PROBLEM TO WORK ON. For the string "angle", search the entries below and copy every line where it appears.

Items from a dataset:
━━━━

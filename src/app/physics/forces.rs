use eframe::egui::{Vec2, vec2};

use super::LayoutConfig;

const MIN_DISTANCE: f32 = 0.01;

fn fallback_direction(first: usize, second: usize) -> Vec2 {
    let angle = ((first as f32) * 0.618_034 + (second as f32) * 0.414_214 + 0.37)
        * std::f32::consts::TAU;
    vec2(angle.cos(), angle.sin())
}

pub(super) fn repulsion_between(
    point_a: Vec2,
    point_b: Vec2,
    index_a: usize,
    index_b: usize,
    repulsion: f32,
) -> Vec2 {
    let delta = point_a - point_b;
    let distance = delta.length();
    if distance < MIN_DISTANCE {
        return fallback_direction(index_a, index_b) * repulsion;
    }

    (delta / distance) * (repulsion / (distance * distance))
}

pub(super) fn spring_between(from: Vec2, to: Vec2, rest_length: f32, strength: f32) -> Vec2 {
    let delta = to - from;
    let distance = delta.length();
    if distance < MIN_DISTANCE {
        return Vec2::ZERO;
    }

    (delta / distance) * ((distance - rest_length) * strength)
}

pub(super) fn centering_force(
    index: usize,
    degree: usize,
    position: Vec2,
    config: &LayoutConfig,
) -> Vec2 {
    let distance = position.length();

    if degree == 0 {
        let outward = if distance < MIN_DISTANCE {
            fallback_direction(index, index)
        } else {
            position / distance
        };

        return if distance < config.isolated_radius {
            outward * (config.isolated_push * (1.0 - distance / config.isolated_radius))
        } else {
            -outward * ((distance - config.isolated_radius) * config.isolated_pull)
        };
    }

    -position * gravity_strength(degree, config)
}

pub(super) fn gravity_strength(degree: usize, config: &LayoutConfig) -> f32 {
    match degree {
        0 => 0.0,
        1 => config.leaf_gravity,
        _ => config.hub_gravity + config.hub_gravity_per_degree * degree as f32,
    }
}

━━━━

TASK RESPONSE.
    let angle = ((first as f32) * 0.618_034 + (second as f32) * 0.414_214 + 0.37)
    vec2(angle.cos(), angle.sin())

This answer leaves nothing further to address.